Distributed: Correct Way to Setup PyTest Fixture

Created on 3 Mar 2020 · 17Comments · Source: dask/distributed

Currently, I have several test files being executed that all require using a dask client that is being setup via a PyTest fixture:

from dask.distributed import Client, LocalCluster
import pytest


@pytest.fixture(scope="module")
def dask_client():
    cluster = LocalCluster(n_workers=2, threads_per_worker=2)
    client = Client(cluster)
    yield client
    # teardown
    client.close()
    cluster.close()

This exists at the top of each test file and then, the dask_client is accessed with:

def test_one(dask_client):
    ...

def test_two(dask_client):
    ...

def test_three(dask_client):
    ...

Based on my reading of the PyTest documentation, it is my understanding that the dask_client is created once at the start of the execution of the test file (with scope="module"), each test within the test file is executed, and then the dask_client is torn down before the next test file (that also requires a dask_client) does the same thing.

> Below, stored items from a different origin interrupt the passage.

#[cfg(test)]
mod tests {
    use super::*;

    async fn backends() -> Vec<(&'static str, SharedMissionStore)> {
        vec![
            ("memory", Arc::new(InMemoryMissionStore::new()) as SharedMissionStore),
            (
                "sqlite",
                Arc::new(SqliteMissionStore::open_in_memory().await.unwrap())
                    as SharedMissionStore,
            ),
        ]
    }

    fn date(raw: &str) -> NaiveDateTime {
        parse_launch_date(raw).expect("valid date")
    }

    async fn seed(store: &SharedMissionStore) {
        let rows = [
            ("Falcon-1", "completed", "2006-03-24"),
            ("Falcon-9 Demo", "ongoing", "2010-06-04"),
            ("falcon heavy", "Completed", "2018-02-06"),
            ("Starlink-1", "ongoing", "2019-05-24"),
            ("Crew-1", "failed", "2020-11-16"),
        ];
        for (name, status, launch) in rows {
            store
                .create_mission(NewMission::new(name, status).with_launch_date(date(launch)))
                .await
                .expect("seed mission");
        }
    }

    fn names(missions: &[Mission]) -> Vec<&str> {
        missions.iter().map(|m| m.name.as_str()).collect()
    }

    #[test]
    fn test_parse_launch_date_formats() {
        let midnight = NaiveDate::from_ymd_opt(2020, 1, 1)
            .unwrap()
            .and_hms_opt(0, 0, 0)
            .unwrap();
        assert_eq!(parse_launch_date("2020-01-01"), Some(midnight));
        assert_eq!(parse_launch_date("2020-01-01T00:00:00"), Some(midnight));
        assert_eq!(parse_launch_date("2020-01-01 00:00:00"), Some(midnight));
        assert_eq!(parse_launch_date("2020-01-01T00:00:00.000Z"), Some(midnight));
        assert_eq!(parse_launch_date("2020-01-01T02:00:00+02:00"), Some(midnight));
        assert_eq!(parse_launch_date("not a date"), None);
        assert_eq!(parse_launch_date(""), None);
    }

    #[test]
    fn test_sort_parse_ignores_unknown_columns() {
        assert_eq!(MissionSort::parse(Some("password"), Some("asc")), None);
        assert_eq!(MissionSort::parse(None, Some("desc")), None);
        assert_eq!(
            MissionSort::parse(Some("name"), None),
            Some(MissionSort {
                key: SortKey::Name,
                order: SortOrder::Asc
            })
        );
        assert_eq!(
            MissionSort::parse(Some("launch_date"), Some("DESC")).map(|s| s.order),
            Some(SortOrder::Desc)
        );
        assert_eq!(
            MissionSort::parse(Some("name"), Some("down")).map(|s| s.order),
            Some(SortOrder::Desc)
        );
        assert_eq!(
            MissionSort::parse(Some("name"), Some("ASC")).map(|s| s.order),
            Some(SortOrder::Asc)
        );
    }

    #[test]
    fn test_offset_clamps_low_pages() {
        assert_eq!(MissionQuery::page(1, 10).offset(), 0);
        assert_eq!(MissionQuery::page(3, 10).offset(), 20);
        assert_eq!(MissionQuery::page(0, 10).offset(), 0);
        assert_eq!(MissionQuery::page(-4, 10).offset(), 0);
    }

    #[test]
    fn test_patch_only_overwrites_supplied_fields() {
        let mut mission = Mission {
            id: 1,
            name: "Falcon-1".to_string(),
            status: "completed".to_string(),
            launch_date: Some(date("2006-03-24")),
            details: Some("engine failure".to_string()),
            rocket: Some("falcon1".to_string()),
            flight_number: Some(1),
            created_at: now_string(),
            updated_at: now_string(),
        };
        let patch = MissionPatch {
            name: "Falcon-1".to_string(),
            status: "ongoing".to_string(),
            details: Some(None),
            flight_number: Some(Some(2)),
            ..MissionPatch::default()
        };
        patch.apply_to(&mut mission);

        assert_eq!(mission.status, "ongoing");
        assert_eq!(mission.details, None);
        assert_eq!(mission.flight_number, Some(2));
        assert_eq!(mission.rocket.as_deref(), Some("falcon1"));
        assert_eq!(mission.launch_date, Some(date("2006-03-24")));
    }

    #[test]
    fn test_new_mission_payload_parses_plain_date() {
        let payload: NewMission = serde_json::from_value(serde_json::json!({
            "name": "Artemis",
            "status": "ongoing",
            "launch_date": "2022-11-16"
        }))
        .unwrap();
        assert_eq!(payload.launch_date, Some(date("2022-11-16")));

        let bad = serde_json::from_value::<NewMission>(serde_json::json!({
            "name": "Artemis",
            "status": "ongoing",
            "launch_date": "someday"
        }));
        assert!(bad.is_err());
    }

    #[tokio::test]
    async fn test_distinct_names_are_found_by_name() {
        for (backend, store) in backends().await {
            seed(&store).await;
            for name in ["Falcon-1", "Starlink-1", "Crew-1"] {
                let found = store
                    .get_mission_by_name(name)
                    .await
                    .unwrap()
                    .unwrap_or_else(|| panic!("{backend}: {name} missing"));
                assert_eq!(found.name, name, "{backend}");
            }
            assert!(store.get_mission_by_name("falcon-1").await.unwrap().is_none());
        }
    }

    #[tokio::test]
    async fn test_duplicate_create_is_rejected() {
        for (backend, store) in backends().await {
            store
                .create_mission(NewMission::new("Artemis", "ongoing"))
                .await
                .unwrap();
            let err = store
                .create_mission(NewMission::new("Artemis", "completed"))
                .await
                .unwrap_err();
            assert!(matches!(err, StoreError::Duplicate(ref n) if n == "Artemis"), "{backend}");

            let all = store.query_missions(&MissionQuery::page(1, 100)).await.unwrap();
            assert_eq!(all.len(), 1, "{backend}");
            assert_eq!(all[0].status, "ongoing", "{backend}");
        }
    }

    #[tokio::test]
    async fn test_keyword_filter_is_case_sensitive() {
        for (backend, store) in backends().await {
            seed(&store).await;
            let query = MissionQuery {
                keyword: Some("Falcon".to_string()),
                size: 100,
                ..MissionQuery::default()
            };
            let found = store.query_missions(&query).await.unwrap();
            assert_eq!(names(&found), vec!["Falcon-1", "Falcon-9 Demo"], "{backend}");

            let empty_keyword = MissionQuery {
                keyword: Some(String::new()),
                size: 100,
                ..MissionQuery::default()
            };
            assert_eq!(store.query_missions(&empty_keyword).await.unwrap().len(), 5);
        }
    }

    #[tokio::test]
    async fn test_date_range_is_inclusive() {
        for (backend, store) in backends().await {
            seed(&store).await;
            store
                .create_mission(NewMission::new("Undated", "ongoing"))
                .await
                .unwrap();

            let query = MissionQuery {
                start_date: Some(date("2010-06-04")),
                end_date: Some(date("2019-05-24")),
                size: 100,
                ..MissionQuery::default()
            };
            let found = store.query_missions(&query).await.unwrap();
            assert_eq!(
                names(&found),
                vec!["Falcon-9 Demo", "falcon heavy", "Starlink-1"],
                "{backend}"
            );

            let open_ended = MissionQuery {
                start_date: Some(date("2019-01-01")),
                size: 100,
                ..MissionQuery::default()
            };
            let found = store.query_missions(&open_ended).await.unwrap();
            assert_eq!(names(&found), vec!["Starlink-1", "Crew-1"], "{backend}");
        }
    }

    #[tokio::test]
    async fn test_filters_are_conjunctive() {
        for (backend, store) in backends().await {
            seed(&store).await;
            let query = MissionQuery {
                keyword: Some("-1".to_string()),
                start_date: Some(date("2019-01-01")),
                size: 100,
                ..MissionQuery::default()
            };
            let found = store.query_missions(&query).await.unwrap();
            assert_eq!(names(&found), vec!["Starlink-1", "Crew-1"], "{backend}");
        }
    }

    #[tokio::test]
    async fn test_consecutive_pages_partition_results() {
        for (backend, store) in backends().await {
            seed(&store).await;
            let sort = MissionSort::parse(Some("name"), Some("asc"));
            let page = |p| MissionQuery {
                sort,
                ..MissionQuery::page(p, 2)
            };

            let first = store.query_missions(&page(1)).await.unwrap();
            let second = store.query_missions(&page(2)).await.unwrap();
            let third = store.query_missions(&page(3)).await.unwrap();
            let fourth = store.query_missions(&page(4)).await.unwrap();

            assert_eq!(first.len(), 2, "{backend}");
            assert_eq!(second.len(), 2, "{backend}");
            assert_eq!(third.len(), 1, "{backend}");
            assert!(fourth.is_empty(), "{backend}");

            let all = store
                .query_missions(&MissionQuery {
                    sort,
                    ..MissionQuery::page(1, 100)
                })
                .await
                .unwrap();
            let stitched: Vec<Mission> = first.into_iter().chain(second).chain(third).collect();
            assert_eq!(stitched, all, "{backend}");
        }
    }

    #[tokio::test]
    async fn test_sort_descending_and_unknown_column() {
        for (backend, store) in backends().await {
            seed(&store).await;
            let desc = MissionQuery {
                sort: MissionSort::parse(Some("launch_date"), Some("desc")),
                size: 100,
                ..MissionQuery::default()
            };
            let found = store.query_missions(&desc).await.unwrap();
            assert_eq!(
                names(&found),
                vec!["Crew-1", "Starlink-1", "falcon heavy", "Falcon-9 Demo", "Falcon-1"],
                "{backend}"
            );

            let unknown = MissionQuery {
                sort: MissionSort::parse(Some("no_such_column"), Some("desc")),
                size: 100,
                ..MissionQuery::default()
            };
            let found = store.query_missions(&unknown).await.unwrap();
            assert_eq!(
                names(&found),
                vec!["Falcon-1", "Falcon-9 Demo", "falcon heavy", "Starlink-1", "Crew-1"],
                "{backend}"
            );
        }
    }

    #[tokio::test]
    async fn test_upsert_twice_keeps_single_record() {
        for (backend, store) in backends().await {
            let first = MissionPatch {
                name: "Falcon-1".to_string(),
                status: "completed".to_string(),
                launch_date: Some(Some(date("2020-01-01"))),
                ..MissionPatch::default()
            };
            let (_, outcome) = store.upsert_mission(first).await.unwrap();
            assert_eq!(outcome, UpsertOutcome::Created, "{backend}");

            let second = MissionPatch {
                name: "Falcon-1".to_string(),
                status: "ongoing".to_string(),
                ..MissionPatch::default()
            };
            let (mission, outcome) = store.upsert_mission(second).await.unwrap();
            assert_eq!(outcome, UpsertOutcome::Updated, "{backend}");
            assert_eq!(mission.status, "ongoing", "{backend}");
            assert_eq!(mission.launch_date, Some(date("2020-01-01")), "{backend}");

            let all = store.query_missions(&MissionQuery::page(1, 100)).await.unwrap();
            assert_eq!(all.len(), 1, "{backend}");
            assert_eq!(all[0].status, "ongoing", "{backend}");
        }
    }

    #[tokio::test]
    async fn test_stats_match_status_case_insensitively() {
        for (backend, store) in backends().await {
            assert_eq!(store.mission_stats().await.unwrap(), MissionStats::default());
            seed(&store).await;
            let stats = store.mission_stats().await.unwrap();
            assert_eq!(
                stats,
                MissionStats {
                    total: 5,
                    completed: 2,
                    ongoing: 2
                },
                "{backend}"
            );
        }
    }

    #[test]
    fn test_store_type_from_str() {
        assert_eq!(MissionStoreType::from_str("memory"), MissionStoreType::Memory);
        assert_eq!(MissionStoreType::from_str("SQLite"), MissionStoreType::Sqlite);
        assert_eq!(MissionStoreType::from_str("bogus"), MissionStoreType::Sqlite);
    }
}
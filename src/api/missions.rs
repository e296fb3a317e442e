//! Mission endpoints.

use std::sync::Arc;

use axum::{extract::State, Json};
use serde_json::Value;

use super::error::ApiError;
use super::extract::{ApiJson, ApiQuery};
use super::mission_store::{Mission, NewMission};
use super::routes::AppState;
use super::types::{ListMissionsParams, ListMissionsResponse, MessageResponse};
use crate::scheduler;

/// List missions with pagination and optional filtering.
pub async fn list_missions(
    State(state): State<Arc<AppState>>,
    ApiQuery(params): ApiQuery<ListMissionsParams>,
) -> Result<Json<ListMissionsResponse>, ApiError> {
    let query = params.to_query()?;
    let missions = state.store.query_missions(&query).await?;
    Ok(Json(ListMissionsResponse {
        missions,
        page: params.page,
        size: params.size,
    }))
}

/// Create a new mission. Unlike the sync path this never overwrites an
/// existing mission: a taken name is a client error.
pub async fn create_mission(
    State(state): State<Arc<AppState>>,
    ApiJson(mission): ApiJson<NewMission>,
) -> Result<Json<Mission>, ApiError> {
    if state.store.get_mission_by_name(&mission.name).await?.is_some() {
        return Err(ApiError::BadRequest("Mission already exists".to_string()));
    }

    let created = state.store.create_mission(mission).await?;
    tracing::info!("Created mission '{}' (id {})", created.name, created.id);
    Ok(Json(created))
}

/// Kick off a background refresh-and-sync and return immediately.
pub async fn trigger_update(State(state): State<Arc<AppState>>) -> Json<MessageResponse> {
    scheduler::spawn_sync_run(Arc::clone(&state.store), Arc::clone(&state.feed));
    Json(MessageResponse::new("SpaceX missions update initiated."))
}

/// Return the cached raw launch payload.
pub async fn spacex_launches(
    State(state): State<Arc<AppState>>,
) -> Result<Json<Vec<Value>>, ApiError> {
    state
        .feed
        .current()
        .await
        .map(Json)
        .ok_or_else(|| ApiError::NotFound("SpaceX launches not found!".to_string()))
}
//! Conversion of raw SpaceX launch objects into mission mappings.

use serde_json::{Map, Value};

/// A loosely-typed mission mapping as produced by the parser.
pub type RawMission = Map<String, Value>;

/// Keys copied unchanged from a launch object when present.
const PASS_THROUGH_KEYS: &[&str] = &["details", "rocket", "flight_number"];

/// Derive a mission status from SpaceX launch flags.
fn derive_status(launch: &Map<String, Value>) -> Option<&'static str> {
    if launch.get("upcoming").and_then(Value::as_bool) == Some(true) {
        return Some("ongoing");
    }
    match launch.get("success").and_then(Value::as_bool) {
        Some(true) => Some("completed"),
        Some(false) => Some("failed"),
        None => None,
    }
}

/// Map each launch object onto a mission mapping with `name`, `status` and
/// pass-through keys. Non-object entries are dropped.
///
/// An explicit `status` key on the launch wins over the derived one. The
/// launch date comes from `date_utc`, falling back to `launch_date`.
pub fn parse_mission_data(launches: &[Value]) -> Vec<RawMission> {
    launches
        .iter()
        .filter_map(|launch| match launch {
            Value::Object(launch) => Some(parse_launch(launch)),
            other => {
                tracing::debug!("Ignoring non-object launch entry: {}", other);
                None
            }
        })
        .collect()
}

fn parse_launch(launch: &Map<String, Value>) -> RawMission {
    let mut mission = RawMission::new();

    if let Some(name) = launch.get("name") {
        mission.insert("name".to_string(), name.clone());
    }

    match launch.get("status") {
        Some(status) => {
            mission.insert("status".to_string(), status.clone());
        }
        None => {
            if let Some(status) = derive_status(launch) {
                mission.insert("status".to_string(), Value::String(status.to_string()));
            }
        }
    }

    if let Some(date) = launch.get("date_utc").or_else(|| launch.get("launch_date")) {
        mission.insert("launch_date".to_string(), date.clone());
    }

    for key in PASS_THROUGH_KEYS {
        if let Some(value) = launch.get(*key) {
            mission.insert(key.to_string(), value.clone());
        }
    }

    mission
}
//! SpaceX REST API client.

use async_trait::async_trait;
use reqwest::Client;
use serde_json::Value;
use std::time::Duration;

use super::error::FetchError;
use super::LaunchSource;

/// Fetches the full launch list from the SpaceX v4 API (or a compatible endpoint).
pub struct SpaceXClient {
    client: Client,
    url: String,
}

impl SpaceXClient {
    /// Create a client for `url` with a per-request timeout.
    pub fn new(url: impl Into<String>, timeout: Duration) -> Result<Self, FetchError> {
        let client = Client::builder()
            .timeout(timeout)
            .user_agent(concat!("space-nomad/", env!("CARGO_PKG_VERSION")))
            .build()?;
        Ok(Self {
            client,
            url: url.into(),
        })
    }

    pub fn url(&self) -> &str {
        &self.url
    }
}

#[async_trait]
impl LaunchSource for SpaceXClient {
    async fn fetch_launches(&self) -> Result<Vec<Value>, FetchError> {
        let response = self
            .client
            .get(&self.url)
            .header("Accept", "application/json")
            .send()
            .await?;

        let status = response.status();
        if !status.is_success() {
            let body = response.text().await.unwrap_or_default();
            return Err(FetchError::Status {
                status: status.as_u16(),
                body,
            });
        }

        let body = response.text().await?;
        match serde_json::from_str::<Value>(&body) {
            Ok(Value::Array(launches)) => Ok(launches),
            Ok(other) => Err(FetchError::Parse(format!(
                "expected a JSON array of launches, got {}",
                json_kind(&other)
            ))),
            Err(e) => Err(FetchError::Parse(e.to_string())),
        }
    }
}

fn json_kind(value: &Value) -> &'static str {
    match value {
        Value::Null => "null",
        Value::Bool(_) => "a boolean",
        Value::Number(_) => "a number",
        Value::String(_) => "a string",
        Value::Array(_) => "an array",
        Value::Object(_) => "an object",
    }
}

Since the LocalCluster is initially setup with n_workers=2, threads_per_worker=2, I naively expected the maximum number of cores to be 2 and the number of threads per core to also be 2. However, according to the Activity Monitor on my 13" Macbook Pro, I see the number of threads climb to 16 for one process:

threads

Note that I don't have any other Python processes running. All of the Python processes shown in the image appear to be the result of tests starting/stopping and the dask_client tear down is catching up. However, occasionally, by simply re-running the exact same test suite multiple times, we'll encounter a CancelledError:

../../miniconda3/lib/python3.7/site-packages/distributed/client.py:1885: in gather
    asynchronous=asynchronous,
../../miniconda3/lib/python3.7/site-packages/distributed/client.py:767: in sync
    self.loop, func, *args, callback_timeout=callback_timeout, **kwargs
../../miniconda3/lib/python3.7/site-packages/distributed/utils.py:345: in sync
    raise exc.with_traceback(tb)
../../miniconda3/lib/python3.7/site-packages/distributed/utils.py:329: in f
    result[0] = yield future
_ _ _ _ _ _ _ _ _ _ _ _ _ _ _ _ _ _ _ _ _ _ _ _ _ _ _ _ _ _ _ _ _ _ _ _ _ _ _ _ _ _ _ _ _ _ _ _ _ _ _ _ _ _ _ _ _ _ _ _ _ _ _ _ _ _ _ _ _ _ _ _ _ _ _ _

self = <tornado.gen.Runner object at 0x1c27e07860>

    def run(self) -> None:
        """Starts or resumes the generator, running until it reaches a
        yield point that is not ready.
        """
        if self.running or self.finished:
            return
        try:
            self.running = True
            while True:
                future = self.future
                if future is None:
                    raise Exception("No pending future")
                if not future.done():
                    return
                self.future = None
                try:
                    exc_info = None

                    try:
>                       value = future.result()
E                       concurrent.futures._base.CancelledError

../../miniconda3/lib/python3.7/site-packages/tornado/gen.py:735: CancelledError
!!!!!!!!!!!!!!!!!!!!!!!!!!!!!!!!!!!!!!!!!!!!!!!!!!!!!!!!!!!!!! stopping after 1 failures !!!!!!!!!!!!!!!!!!!!!!!!!!!!!!!!!!!!!!!!!!!!!!!!!!!!!!!!!!!!!!!
============================================================ 1 failed, 175 passed in 52.44s ============================================================
Error: pytest encountered exit code 1

Based on my past experience, a CancelledError is common when running a distributed cluster and when there are differences in Python packages installed. However, in this case, we are running a LocalCluster and it appears that all of the resources are being used up and tornado is hanging. Again, the CancelledError happens sporadically when I re-run the exact same test suite multiple times.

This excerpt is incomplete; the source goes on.